Bacterial (aerobic and non-aerobic) and fungal cultures were carried out under standard conditions, and yielded no pathogens. Also polymerase chain reaction (PCR)-based testing for genetic material of hepatitis C virus (HCV), hepatitis B virus (HBV), human immunodeficiency virus (HIV), herpes simplex virus 1 and 2 (HSV-1 and -2), cytomegalovirus (CMV), human papillomavirus (HPV), parvovirus B19, influenza virus, Borrelia burgdorferi, Chlamydia trachomatis, Chlamydia pneumoniae, Mycobacterium tuberculosis, Toxoplasma gondii, Ureaplasma spp. and Listeria spp. yielded no positive results.

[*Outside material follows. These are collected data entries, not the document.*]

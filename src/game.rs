#![cfg(feature = "std")]

use crate::{
    board::Board,
    common::{GameStatus, Piece, SquareIndex},
    input::{InputError, Terminal},
    player::Player,
};

/// Drives one game between two players over a [`Terminal`].
///
/// The turn counter starts at 0 and advances once per ply. Odd turns belong
/// to the first player, even turns to the second; a rejected move is asked
/// again from the same player without touching the counter.
pub struct GameLoop<T> {
    board: Board,
    players: [Box<dyn Player>; 2],
    terminal: T,
    turn: u32,
}

impl<T: Terminal> GameLoop<T> {
    pub fn new(first: Box<dyn Player>, second: Box<dyn Player>, terminal: T) -> Self {
        Self {
            board: Board::new(),
            players: [first, second],
            terminal,
            turn: 0,
        }
    }

    /// Seat (0 = first player, 1 = second) that moves on `turn`.
    pub fn player_for_turn(turn: u32) -> usize {
        if turn % 2 == 1 {
            0
        } else {
            1
        }
    }

    pub fn board(&self) -> &Board {
        &self.board
    }

    /// Number of plies started so far.
    pub fn turn(&self) -> u32 {
        self.turn
    }

    /// Piece of the player whose ply is in progress (or the first player
    /// before any ply).
    pub fn active_piece(&self) -> Piece {
        let turn = self.turn.max(1);
        self.players[Self::player_for_turn(turn)].piece()
    }

    pub fn terminal(&self) -> &T {
        &self.terminal
    }

    pub fn into_terminal(self) -> T {
        self.terminal
    }

    /// Play the game to a win or draw and announce the result.
    pub fn run(&mut self) -> Result<GameStatus, InputError> {
        self.terminal.write_str(&self.board.render())?;
        while self.play_turn()?.is_some() {}

        self.terminal.blank_line()?;
        let status = self.board.status();
        match status.winner() {
            Some(piece) => self.terminal.say(&format!("{} wins!", piece))?,
            None => self.terminal.say("Draw")?,
        }
        log::info!("game finished after {} turns: {:?}", self.turn, status);
        Ok(status)
    }

    /// Play a single ply and show the updated board.
    ///
    /// Returns `None` without asking anyone once the board is in a
    /// terminal state.
    pub fn play_turn(&mut self) -> Result<Option<SquareIndex>, InputError> {
        if self.board.is_game_over() {
            return Ok(None);
        }
        self.turn += 1;
        let seat = Self::player_for_turn(self.turn);
        let piece = self.players[seat].piece();

        let square = loop {
            self.terminal.blank_line()?;
            let requested = self.players[seat].next_move(&mut self.terminal)?;
            match self.board.is_legal_move(requested) {
                Ok(square) => break square,
                Err(e) => {
                    log::debug!("turn {}: {} rejected {}: {:?}", self.turn, piece, requested, e);
                    self.terminal.say(&e.to_string())?;
                }
            }
        };

        self.board.place(piece, square);
        log::debug!("turn {}: {} placed at {}", self.turn, piece, square.index());
        self.terminal.blank_line()?;
        self.terminal.write_str(&self.board.render())?;
        Ok(Some(square))
    }
}
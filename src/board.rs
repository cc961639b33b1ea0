//! The 3x3 grid: placement, legal-move checks and win/draw detection.

use crate::common::{GameStatus, MoveError, Piece, Square, SquareIndex};
use crate::config::{NUM_SQUARES, ROWS, WINNING_LINES};
use core::cell::Cell;
use core::fmt;

#[cfg(not(feature = "std"))]
use alloc::string::{String, ToString};

/// Memoized result of the winning-line scan.
#[derive(Debug, Clone, Copy, PartialEq, Eq)]
enum WinnerCache {
    /// Board changed since the last scan.
    Stale,
    Known(Option<Piece>),
}

#[derive(Debug, Clone)]
pub struct Board {
    squares: [Square; NUM_SQUARES],
    winner: Cell<WinnerCache>,
}

impl Board {
    /// Create an empty board.
    pub fn new() -> Self {
        Self::from_squares([Square::Empty; NUM_SQUARES])
    }

    /// Build a board from an arbitrary grid in row-major order.
    ///
    /// No consistency checks are made, so grids that cannot arise in play
    /// (both pieces holding a line, uneven piece counts) are accepted.
    pub fn from_squares(squares: [Square; NUM_SQUARES]) -> Self {
        Board {
            squares,
            winner: Cell::new(WinnerCache::Stale),
        }
    }

    /// All squares in row-major order (`index = row * 3 + col`).
    pub fn squares(&self) -> &[Square; NUM_SQUARES] {
        &self.squares
    }

    pub fn get(&self, index: usize) -> Option<Square> {
        self.squares.get(index).copied()
    }

    /// Indices that are still open for a move.
    pub fn empty_squares(&self) -> impl Iterator<Item = SquareIndex> + '_ {
        self.squares
            .iter()
            .enumerate()
            .filter(|(_, sq)| sq.is_empty())
            .map(|(i, _)| SquareIndex(i))
    }

    /// Check that `index` names an empty square on this board.
    pub fn is_legal_move(&self, index: i64) -> Result<SquareIndex, MoveError> {
        let i = usize::try_from(index)
            .ok()
            .filter(|&i| i < NUM_SQUARES)
            .ok_or(MoveError::OutOfRange(index))?;
        if !self.squares[i].is_empty() {
            return Err(MoveError::SquareTaken(i));
        }
        Ok(SquareIndex(i))
    }

    /// Write `piece` into the square.
    ///
    /// This is a plain write with no validation: the caller must obtain
    /// `square` from [`Board::is_legal_move`] on the current board state and
    /// place it once. Reusing a stale index would overwrite a piece, which
    /// breaks the rule that occupied squares never change; debug builds
    /// panic in that case, release builds do not check.
    pub fn place(&mut self, piece: Piece, square: SquareIndex) {
        let i = square.index();
        debug_assert!(
            self.squares[i].is_empty(),
            "place on occupied square {i}"
        );
        self.squares[i] = Square::Occupied(piece);
        // a completed line stays completed, so a known winner survives writes
        if !matches!(self.winner.get(), WinnerCache::Known(Some(_))) {
            self.winner.set(WinnerCache::Stale);
        }
    }

    /// The piece holding a full line, if any.
    ///
    /// X's lines are checked before O's, each in rows, columns, diagonals
    /// order. The answer is cached until the next `place`.
    pub fn winner(&self) -> Option<Piece> {
        if let WinnerCache::Known(winner) = self.winner.get() {
            return winner;
        }
        let winner = self.scan_winner();
        self.winner.set(WinnerCache::Known(winner));
        winner
    }

    fn scan_winner(&self) -> Option<Piece> {
        [Piece::X, Piece::O].into_iter().find(|&piece| {
            WINNING_LINES
                .iter()
                .any(|line| line.iter().all(|&i| self.squares[i] == Square::Occupied(piece)))
        })
    }

    pub fn is_full(&self) -> bool {
        self.squares.iter().all(|sq| !sq.is_empty())
    }

    /// `true` once someone has won or no empty square remains.
    pub fn is_game_over(&self) -> bool {
        self.winner().is_some() || self.is_full()
    }

    pub fn status(&self) -> GameStatus {
        match self.winner() {
            Some(piece) => GameStatus::Won(piece),
            None if self.is_full() => GameStatus::Drawn,
            None => GameStatus::InProgress,
        }
    }

    /// Text layout of the grid, one line per row with dashed separators.
    pub fn render(&self) -> String {
        self.to_string()
    }
}

impl Default for Board {
    fn default() -> Self {
        Self::new()
    }
}

impl From<[Square; NUM_SQUARES]> for Board {
    fn from(squares: [Square; NUM_SQUARES]) -> Self {
        Board::from_squares(squares)
    }
}

impl fmt::Display for Board {
    fn fmt(&self, f: &mut fmt::Formatter<'_>) -> fmt::Result {
        for (row, line) in ROWS.iter().enumerate() {
            if row > 0 {
                writeln!(f, "---|---|---")?;
            }
            let [a, b, c] = line.map(|i| self.squares[i].symbol());
            writeln!(f, " {} | {} | {} ", a, b, c)?;
        }
        Ok(())
    }
}
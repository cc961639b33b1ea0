#![cfg(feature = "std")]

//! Console I/O for the game: the [`Terminal`] seam and the integer prompt.

use std::fmt;
use std::io::{self, BufRead, Write};

pub const INVALID_INTEGER_MESSAGE: &str = "Invalid input: please enter an integer number.";

/// Failure to obtain input at all. Bad text is not an error here; it is
/// reported to the user and reprompted.
#[derive(Debug)]
pub enum InputError {
    /// Input reached end of file before a valid integer was read.
    Closed,
    Io(io::Error),
}

impl From<io::Error> for InputError {
    fn from(err: io::Error) -> Self {
        InputError::Io(err)
    }
}

impl fmt::Display for InputError {
    fn fmt(&self, f: &mut fmt::Formatter<'_>) -> fmt::Result {
        match self {
            InputError::Closed => write!(f, "input closed before the game finished"),
            InputError::Io(e) => write!(f, "console I/O error: {}", e),
        }
    }
}

impl std::error::Error for InputError {
    fn source(&self) -> Option<&(dyn std::error::Error + 'static)> {
        match self {
            InputError::Io(e) => Some(e),
            InputError::Closed => None,
        }
    }
}

/// Text output plus integer input, as seen by players and the game loop.
pub trait Terminal {
    /// Write `text` exactly as given.
    fn write_str(&mut self, text: &str) -> Result<(), InputError>;

    /// Prompt until the user enters something that parses as an integer.
    fn read_int(&mut self, prompt: &str) -> Result<i64, InputError>;

    fn say(&mut self, line: &str) -> Result<(), InputError> {
        self.write_str(line)?;
        self.write_str("\n")
    }

    fn blank_line(&mut self) -> Result<(), InputError> {
        self.write_str("\n")
    }
}

/// A [`Terminal`] over any line reader and writer, e.g. locked stdin/stdout
/// or in-memory buffers in tests.
pub struct Console<R, W> {
    input: R,
    output: W,
}

impl<R: BufRead, W: Write> Console<R, W> {
    pub fn new(input: R, output: W) -> Self {
        Self { input, output }
    }

    pub fn output(&self) -> &W {
        &self.output
    }

    pub fn into_parts(self) -> (R, W) {
        (self.input, self.output)
    }
}

impl<R: BufRead, W: Write> Terminal for Console<R, W> {
    fn write_str(&mut self, text: &str) -> Result<(), InputError> {
        self.output.write_all(text.as_bytes())?;
        Ok(())
    }

    fn read_int(&mut self, prompt: &str) -> Result<i64, InputError> {
        read_int(&mut self.input, &mut self.output, prompt)
    }
}

/// Print `prompt` and read lines from `input` until one parses as an integer.
///
/// Each rejected line prints [`INVALID_INTEGER_MESSAGE`] and a blank line
/// before the prompt is shown again.
pub fn read_int<R: BufRead, W: Write>(
    input: &mut R,
    output: &mut W,
    prompt: &str,
) -> Result<i64, InputError> {
    let mut line = String::new();
    loop {
        output.write_all(prompt.as_bytes())?;
        output.flush()?;
        line.clear();
        if input.read_line(&mut line)? == 0 {
            return Err(InputError::Closed);
        }
        let entry = line.strip_suffix('\n').unwrap_or(&line);
        let entry = entry.strip_suffix('\r').unwrap_or(entry);
        match parse_leading_int(entry) {
            Some(value) => return Ok(value),
            None => {
                log::debug!("rejected non-integer input {:?}", entry);
                writeln!(output, "{}", INVALID_INTEGER_MESSAGE)?;
                writeln!(output)?;
            }
        }
    }
}

/// Read the integer at the start of `entry`.
///
/// Leading whitespace and a sign are allowed and anything after the digits
/// is ignored, so `"123asdf"` reads as 123. Zero is only accepted when the
/// entry is exactly `"0"`. Magnitudes past `i64` saturate.
pub fn parse_leading_int(entry: &str) -> Option<i64> {
    let rest = entry.trim_start();
    let (negative, digits) = match rest.as_bytes().first() {
        Some(b'-') => (true, &rest[1..]),
        Some(b'+') => (false, &rest[1..]),
        _ => (false, rest),
    };
    let digits = &digits[..digits
        .find(|c: char| !c.is_ascii_digit())
        .unwrap_or(digits.len())];
    if digits.is_empty() {
        return None;
    }
    let magnitude = digits.bytes().fold(0i64, |acc, d| {
        acc.saturating_mul(10).saturating_add(i64::from(d - b'0'))
    });
    let value = if negative { -magnitude } else { magnitude };
    if value == 0 && entry != "0" {
        return None;
    }
    Some(value)
}
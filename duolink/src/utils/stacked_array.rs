/// Array of N1 + N2 elements with uniform access
///
/// This is a workaround for [T; {N1 + N2}] in stable rust
#[repr(C)]
pub struct DuplexArray<T, const N1: usize, const N2: usize>([T; N1], [T; N2]);

impl<T, const N1: usize, const N2: usize> DuplexArray<T, N1, N2> {
    #[allow(clippy::redundant_closure)]
    pub fn from_fn(mut cb: impl FnMut(usize) -> T) -> Self {
        Self(
            core::array::from_fn(|i| cb(i)),
            core::array::from_fn(|i| cb(N1 + i)),
        )
    }

    pub const fn len(&self) -> usize {
        N1 + N2
    }
}

impl<T, const N1: usize, const N2: usize> core::ops::Deref for DuplexArray<T, N1, N2> {
    type Target = [T];

    fn deref(&self) -> &Self::Target {
        // SAFETY: DuplexArray is #[repr(C)] so the two arrays are laid out contiguously
        unsafe { core::slice::from_raw_parts(self.0.as_ptr(), N1 + N2) }
    }
}

impl<T, const N1: usize, const N2: usize> core::ops::DerefMut for DuplexArray<T, N1, N2> {
    fn deref_mut(&mut self) -> &mut Self::Target {
        // SAFETY: DuplexArray is #[repr(C)] so the two arrays are laid out contiguously
        unsafe { core::slice::from_raw_parts_mut(self.0.as_mut_ptr(), N1 + N2) }
    }
}

#[cfg(test)]
mod tests {
    use super::*;

    #[test]
    fn test_uniform_indexing() {
        let array = DuplexArray::<usize, 2, 3>::from_fn(|i| i * 10);
        assert_eq!(array.len(), 5);
        assert_eq!(&array[..], &[0, 10, 20, 30, 40]);
    }

    #[test]
    fn test_empty_head() {
        let mut array = DuplexArray::<u8, 0, 2>::from_fn(|i| i as u8);
        array[1] = 7;
        assert_eq!(&array[..], &[0, 7]);
    }
}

EBV DNA copies were found in the sputum, whole blood, isolated peripheral blood lymphocytes as well as in the blood plasma (Fig. 1). Other potential pathogens causing the condition were excluded.
Fig. 1
Fig. 1

EBV DNA copy number (log) before, during and after treatment

Serum cytokines i.e.: granulocyte-macrophage colony-stimulating factor (GM-CSF), IFN-gamma, interleukin (IL)-1-beta, IL-2, IL-4, IL-5, IL-6, IL-7, IL-8, IL-10, IL-12 (p70), IL-13, and tumour necrosis factor (TNF)-alpha were measured by the use of the Multiplex MAP high sensitivity human cytokine panel (Millipore), following the manufacturer’s instructions, similar as described previously by Cohen et al. [6]. The results were as follows: GM-CSF: 4639.97 pg/mL, IFN-gamma: > 2500 pg/mL, IL-1-beta: 23.72 pg/mL, IL-2: 13.91 pg/mL, IL-4: 6.16 pg/mL, IL-5: 174.77 pg/mL, IL-6: > 750 pg/mL, IL-7: 75.19 pg/mL, IL-8: 625.08 pg/mL, IL-10: > 6000 pg/mL, IL-12 (p70): 1978.23 pg/mL, IL-13: 27.65 pg/mL, TNF-alpha: > 1750 pg/mL. Concentration of IFN-alpha was determined with Human IFN-alpha ELISA kit (Thermo Fischer Scientific) and Human IFN-alpha ELISA Kit (R&D Systems). The concentration of IFN-alpha was assessed in serum, saliva, bronchoalveolar lavage (BAL) and peripheral blood mononuclear cells (PBMCs) culture supernatant. The assays yielded no detectable levels of this cytokine.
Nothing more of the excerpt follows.